Rakuten Ichiba, the Tokyo-based company’s most-popular service, connects merchants to customers shopping for toys, electronics and clothing as well as selling Japanese goods to customers overseas. Rakuten controlled 27.7 percent of Japan’s Internet retailing market as of last year, according to data from researcher Euromonitor International.
Last year, Rakuten acquired digital content platform Viki Inc. In 2012, it acquired Wuaki.tv, a Europe-based video-on- demand and streaming service, and led a group that acquired a minority stake in Pinterest for $100 million.
Rakuten rose 1.2 percent to close at ¥1,657 in Tokyo trading yesterday. The stock has gained 5.95 percent this year, compared with a 9.1 percent drop in the broader Topix index.
Mikitani is Japan’s third-richest man with a net worth of $9.2 billion, according to the Bloomberg Billionaires Index. His company also competes for online sales with Yahoo Japan Corp., whose biggest shareholder is billionaire Masayoshi Son’s SoftBank Corp.
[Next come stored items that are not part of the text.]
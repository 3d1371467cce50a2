use std::collections::HashMap;
use once_cell::sync::Lazy;

use super::{Algorithm, AlgorithmKind, ParamDefinition};
use crate::columns::ColumnType;
use crate::error::FormError;

/// Popis algoritmu v registri
#[derive(Debug, Clone)]
pub struct AlgorithmInfo {
    pub description: &'static str,
    pub params: Vec<ParamDefinition>,
}

/// Register algoritmov: popisy, parametre a kompatibilita cieľového stĺpca.
/// Inicializuje sa raz pri prvom použití, potom je len na čítanie.
pub struct AlgorithmRegistry {
    algorithms: HashMap<Algorithm, AlgorithmInfo>,
}

/// Horná hranica celočíselných parametrov (server ich číta ako u32)
pub const MAX_COUNT_PARAM: f64 = u32::MAX as f64;

static REGISTRY: Lazy<AlgorithmRegistry> = Lazy::new(AlgorithmRegistry::new);

impl AlgorithmRegistry {
    fn new() -> Self {
        let mut registry = Self {
            algorithms: HashMap::new(),
        };

        registry.initialize_defaults();
        registry
    }

    /// Získa singleton instanciu
    pub fn instance() -> &'static AlgorithmRegistry {
        &REGISTRY
    }

    fn initialize_defaults(&mut self) {
        let test_size = ParamDefinition {
            name: "test_size".to_string(),
            param_type: "number".to_string(),
            default_value: "20".to_string(),
            description: "Podiel testovacej množiny v percentách".to_string(),
            min: Some(1.0),
            max: Some(99.0),
            exclusive_min: false,
        };

        self.algorithms.insert(Algorithm::LinearRegression, AlgorithmInfo {
            description: "Lineárna regresia - predikcia spojitých hodnôt",
            params: vec![test_size.clone()],
        });
        self.algorithms.insert(Algorithm::RandomForestRegression, AlgorithmInfo {
            description: "Náhodný les (regresia) - predikcia spojitých hodnôt s dôležitosťou príznakov",
            params: vec![test_size.clone()],
        });
        self.algorithms.insert(Algorithm::RandomForestClassification, AlgorithmInfo {
            description: "Náhodný les (klasifikácia) - predikcia kategórií",
            params: vec![test_size],
        });

        self.algorithms.insert(Algorithm::Kmeans, AlgorithmInfo {
            description: "K-means - zhlukovanie do k zhlukov",
            params: vec![ParamDefinition {
                name: "n_clusters".to_string(),
                param_type: "integer".to_string(),
                default_value: "3".to_string(),
                description: "Počet zhlukov".to_string(),
                min: Some(2.0),
                max: Some(MAX_COUNT_PARAM),
                exclusive_min: false,
            }],
        });

        self.algorithms.insert(Algorithm::Dbscan, AlgorithmInfo {
            description: "DBSCAN - zhlukovanie podľa hustoty, -1 označuje šum",
            params: vec![
                ParamDefinition {
                    name: "eps".to_string(),
                    param_type: "number".to_string(),
                    default_value: "0.5".to_string(),
                    description: "Polomer okolia bodu".to_string(),
                    min: Some(0.0),
                    max: None,
                    exclusive_min: true,
                },
                ParamDefinition {
                    name: "min_samples".to_string(),
                    param_type: "integer".to_string(),
                    default_value: "5".to_string(),
                    description: "Minimálny počet bodov v okolí jadrového bodu".to_string(),
                    min: Some(1.0),
                    max: Some(MAX_COUNT_PARAM),
                    exclusive_min: false,
                },
            ],
        });

        self.algorithms.insert(Algorithm::Pca, AlgorithmInfo {
            description: "PCA - redukcia dimenzie na hlavné komponenty",
            params: vec![ParamDefinition {
                name: "n_components".to_string(),
                param_type: "integer".to_string(),
                default_value: "2".to_string(),
                description: "Počet hlavných komponentov (najviac počet príznakov)".to_string(),
                min: Some(1.0),
                max: Some(MAX_COUNT_PARAM),
                exclusive_min: false,
            }],
        });
    }

    pub fn get(&self, algorithm: Algorithm) -> Option<&AlgorithmInfo> {
        self.algorithms.get(&algorithm)
    }

    pub fn get_description(&self, algorithm: Algorithm) -> &'static str {
        self.get(algorithm).map(|info| info.description).unwrap_or("")
    }

    pub fn get_param_definitions(&self, algorithm: Algorithm) -> Vec<ParamDefinition> {
        self.get(algorithm)
            .map(|info| info.params.clone())
            .unwrap_or_default()
    }

    pub fn get_param_definition(&self, algorithm: Algorithm, name: &str) -> Option<&ParamDefinition> {
        self.get(algorithm)?.params.iter().find(|p| p.name == name)
    }

    /// Skontroluje, či stĺpec daného typu môže byť cieľom pre algoritmus
    pub fn is_target_compatible(&self, algorithm: Algorithm, column_type: ColumnType) -> bool {
        algorithm.kind().accepts_target(column_type)
    }

    /// Všetky algoritmy daného typu v poradí, v akom ich ponúka formulár
    pub fn algorithms_of_kind(&self, kind: AlgorithmKind) -> Vec<Algorithm> {
        Algorithm::ALL
            .iter()
            .copied()
            .filter(|a| a.kind() == kind)
            .collect()
    }
}

// Helper funkcie pre jednoduchšie použitie
impl AlgorithmRegistry {
    pub fn check_target(
        algorithm: Algorithm,
        column: &str,
        column_type: ColumnType,
    ) -> Result<(), FormError> {
        if !Self::instance().is_target_compatible(algorithm, column_type) {
            return Err(FormError::IncompatibleTarget {
                algorithm: algorithm.as_str(),
                column: column.to_string(),
            });
        }
        Ok(())
    }

    /// Parsuje textovú hodnotu parametra; prázdny vstup znamená predvolenú hodnotu
    pub fn parse_param(definition: &ParamDefinition, raw: &str) -> Result<f64, FormError> {
        let raw = raw.trim();
        let text = if raw.is_empty() { definition.default_value.as_str() } else { raw };

        let value: f64 = text.parse().map_err(|_| FormError::InvalidParam {
            name: definition.name.clone(),
            value: text.to_string(),
        })?;

        if !value.is_finite() || (definition.is_integer() && value.fract() != 0.0) {
            return Err(FormError::InvalidParam {
                name: definition.name.clone(),
                value: text.to_string(),
            });
        }

        let below_min = match definition.min {
            Some(min) if definition.exclusive_min => value <= min,
            Some(min) => value < min,
            None => false,
        };
        let above_max = definition.max.map(|max| value > max).unwrap_or(false);

        if below_min || above_max {
            return Err(FormError::ParamOutOfRange {
                name: definition.name.clone(),
                value,
            });
        }

        Ok(value)
    }
}

#[cfg(test)]
mod tests {
    use super::*;

    #[test]
    fn every_algorithm_is_registered() {
        let registry = AlgorithmRegistry::instance();
        for algorithm in Algorithm::ALL {
            assert!(registry.get(algorithm).is_some(), "{:?}", algorithm);
            assert!(!registry.get_param_definitions(algorithm).is_empty());
        }
    }

    #[test]
    fn target_compatibility_follows_kind() {
        let registry = AlgorithmRegistry::instance();
        assert!(registry.is_target_compatible(Algorithm::LinearRegression, ColumnType::Numeric));
        assert!(!registry.is_target_compatible(Algorithm::LinearRegression, ColumnType::Categorical));
        assert!(registry.is_target_compatible(Algorithm::RandomForestClassification, ColumnType::Categorical));
        assert!(!registry.is_target_compatible(Algorithm::RandomForestClassification, ColumnType::Numeric));
        assert!(!registry.is_target_compatible(Algorithm::Kmeans, ColumnType::Numeric));
        assert!(!registry.is_target_compatible(Algorithm::Pca, ColumnType::Categorical));
    }

    #[test]
    fn check_target_reports_incompatible_column() {
        let err = AlgorithmRegistry::check_target(Algorithm::LinearRegression, "city", ColumnType::Categorical)
            .unwrap_err();
        assert!(matches!(err, FormError::IncompatibleTarget { algorithm: "linear_regression", .. }));
    }

    #[test]
    fn empty_param_uses_default() {
        let registry = AlgorithmRegistry::instance();
        let def = registry.get_param_definition(Algorithm::Kmeans, "n_clusters").unwrap();
        assert_eq!(AlgorithmRegistry::parse_param(def, "  ").unwrap(), 3.0);
    }

    #[test]
    fn param_ranges_are_enforced() {
        let registry = AlgorithmRegistry::instance();
        let eps = registry.get_param_definition(Algorithm::Dbscan, "eps").unwrap();
        assert!(matches!(AlgorithmRegistry::parse_param(eps, "0"), Err(FormError::ParamOutOfRange { .. })));
        assert_eq!(AlgorithmRegistry::parse_param(eps, "0.25").unwrap(), 0.25);

        let clusters = registry.get_param_definition(Algorithm::Kmeans, "n_clusters").unwrap();
        assert!(matches!(AlgorithmRegistry::parse_param(clusters, "1"), Err(FormError::ParamOutOfRange { .. })));
        assert!(matches!(AlgorithmRegistry::parse_param(clusters, "2.5"), Err(FormError::InvalidParam { .. })));
        assert!(matches!(AlgorithmRegistry::parse_param(clusters, "abc"), Err(FormError::InvalidParam { .. })));

        let test_size = registry.get_param_definition(Algorithm::LinearRegression, "test_size").unwrap();
        assert!(matches!(AlgorithmRegistry::parse_param(test_size, "100"), Err(FormError::ParamOutOfRange { .. })));
    }

    #[test]
    fn integer_params_are_capped_at_u32() {
        let registry = AlgorithmRegistry::instance();
        for (algorithm, name) in [
            (Algorithm::Kmeans, "n_clusters"),
            (Algorithm::Dbscan, "min_samples"),
            (Algorithm::Pca, "n_components"),
        ] {
            let definition = registry.get_param_definition(algorithm, name).unwrap();
            assert!(matches!(
                AlgorithmRegistry::parse_param(definition, "1e12"),
                Err(FormError::ParamOutOfRange { .. })
            ));
            assert_eq!(AlgorithmRegistry::parse_param(definition, "4294967295").unwrap(), MAX_COUNT_PARAM);
        }
    }

    #[test]
    fn algorithms_of_kind_keeps_form_order() {
        let registry = AlgorithmRegistry::instance();
        assert_eq!(
            registry.algorithms_of_kind(AlgorithmKind::Unsupervised),
            vec![Algorithm::Kmeans, Algorithm::Dbscan, Algorithm::Pca]
        );
    }
}
use wasm_bindgen::prelude::*;

use crate::columns::ColumnCatalog;
use crate::form::{ChartEvent, ChartForm};
use super::{columns_from_js, to_js};

#[wasm_bindgen]
pub struct WasmChartForm {
    form: ChartForm,
}

#[wasm_bindgen]
impl WasmChartForm {
    #[wasm_bindgen(constructor)]
    pub fn new(columns: JsValue, numeric_json: &str) -> Result<WasmChartForm, JsValue> {
        console_error_panic_hook::set_once();
        let columns = columns_from_js(columns)?;
        let catalog = ColumnCatalog::from_embedded_json_or_empty(columns, numeric_json);
        Ok(WasmChartForm {
            form: ChartForm::new(catalog),
        })
    }

    #[wasm_bindgen(js_name = selectChartType)]
    pub fn select_chart_type(&mut self, value: &str) -> Result<JsValue, JsValue> {
        self.form.apply(ChartEvent::TypeChanged(value.to_string()))?;
        self.view()
    }

    #[wasm_bindgen(js_name = setTitle)]
    pub fn set_title(&mut self, title: &str) {
        self.form.apply(ChartEvent::TitleChanged(title.to_string())).ok();
    }

    #[wasm_bindgen(js_name = setField)]
    pub fn set_field(&mut self, name: &str, value: &str) -> Result<(), JsValue> {
        self.form.apply(ChartEvent::FieldChanged {
            name: name.to_string(),
            value: value.to_string(),
        })?;
        Ok(())
    }

    #[wasm_bindgen(js_name = setFlag)]
    pub fn set_flag(&mut self, name: &str, checked: bool) -> Result<(), JsValue> {
        self.form.apply(ChartEvent::FlagChanged {
            name: name.to_string(),
            checked,
        })?;
        Ok(())
    }

    #[wasm_bindgen(js_name = setColumns)]
    pub fn set_columns(&mut self, name: &str, columns: Vec<String>) -> Result<(), JsValue> {
        self.form.apply(ChartEvent::ColumnsChanged {
            name: name.to_string(),
            columns,
        })?;
        Ok(())
    }

    pub fn view(&self) -> Result<JsValue, JsValue> {
        to_js(&self.form.view())
    }

    #[wasm_bindgen(js_name = buildPayload)]
    pub fn build_payload(&self) -> Result<JsValue, JsValue> {
        let payload = self.form.build_payload()?;
        to_js(&payload)
    }
}
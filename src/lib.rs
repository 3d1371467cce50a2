pub mod error;
pub mod config;
pub mod logging;
pub mod columns;
pub mod algorithms;
pub mod form;
pub mod wasm_api;

pub use error::FormError;
pub use config::PageConfig;
pub use columns::{ColumnCatalog, ColumnType};
pub use algorithms::{Algorithm, AlgorithmFactory, AlgorithmKind, AlgorithmRegistry, ParamDefinition, ParamPanel};
pub use form::{AnalyzeForm, AnalyzeEvent, CleaningForm, CleaningEvent, UploadForm, UploadEvent, ChartForm, ChartEvent, RunRequest, RunRequestBuilder};
pub use wasm_api::{WasmFormFactory, WasmAnalyzeForm, WasmCleaningForm, WasmUploadForm, WasmChartForm};
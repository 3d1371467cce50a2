use wasm_bindgen::prelude::*;

use crate::form::{UploadEvent, UploadForm};
use super::to_js;

/// Stav drop zóny pre stránky, ktoré si DOM obsluhujú samy
#[wasm_bindgen]
pub struct WasmUploadForm {
    form: UploadForm,
    label_prefix: String,
}

#[wasm_bindgen]
impl WasmUploadForm {
    #[wasm_bindgen(constructor)]
    pub fn new(label_prefix: Option<String>) -> WasmUploadForm {
        console_error_panic_hook::set_once();
        WasmUploadForm {
            form: UploadForm::new(),
            label_prefix: label_prefix.unwrap_or_else(|| "Vybraný súbor: ".to_string()),
        }
    }

    #[wasm_bindgen(js_name = dragOver)]
    pub fn drag_over(&mut self) -> Result<JsValue, JsValue> {
        self.form.apply(UploadEvent::DragOver);
        self.view()
    }

    #[wasm_bindgen(js_name = dragLeave)]
    pub fn drag_leave(&mut self) -> Result<JsValue, JsValue> {
        self.form.apply(UploadEvent::DragLeave);
        self.view()
    }

    /// Vráti `true`, ak má stránka pustené súbory priradiť do file inputu
    #[wasm_bindgen(js_name = dropFiles)]
    pub fn drop_files(&mut self, names: Vec<String>) -> bool {
        self.form.apply(UploadEvent::Drop(names))
    }

    #[wasm_bindgen(js_name = selectFiles)]
    pub fn select_files(&mut self, names: Vec<String>) -> Result<JsValue, JsValue> {
        self.form.apply(UploadEvent::FilesSelected(names));
        self.view()
    }

    pub fn view(&self) -> Result<JsValue, JsValue> {
        to_js(&self.form.view(&self.label_prefix))
    }
}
Viber allows people to talk and text on mobile phones without paying a fee. It was developed by Viber Media, which was founded in February 2010, and is now available in 193 countries, according to its website.
“There was a sense that we can accelerate the growth of our company by tapping into Rakuten’s user base in various countries,” said Viber Chief Executive Officer Talmon Marco, a co-founder whose family owns 11.4 percent of Viber Media.
“We would be able to continue to build Viber, continue to maintain the mentality and speed of a startup while having support.”
Goldman Sachs Group Inc. acted as sole financial adviser to Viber.
The app competes in the market for Internet phone calls and messaging with Microsoft Corp.’s Skype service, WhatsApp Inc. and Tencent Holdings Ltd.’s QQ instant-messaging service and WeChat. QQ had 816 million monthly active users at the end of September, almost seven times the population of Japan.
“You just need to look at WeChat,” said Mark Tanner, the founder of China Skinny, a Shanghai-based research and marketing agency. “It’s creeping into every part of Chinese commerce, this WeChat app, and Viber will probably do the same type of thing.”
Rakuten yesterday posted annual earnings that were 21 percent below analyst projections, its second straight year of missing analyst estimates. Net income was 42.9 billion yen ($421 million) in 2013, missing the 54.2 billion-yen average of 21 analyst estimates compiled by Bloomberg.
Full-year sales rose 17 percent to ¥518.6 billion.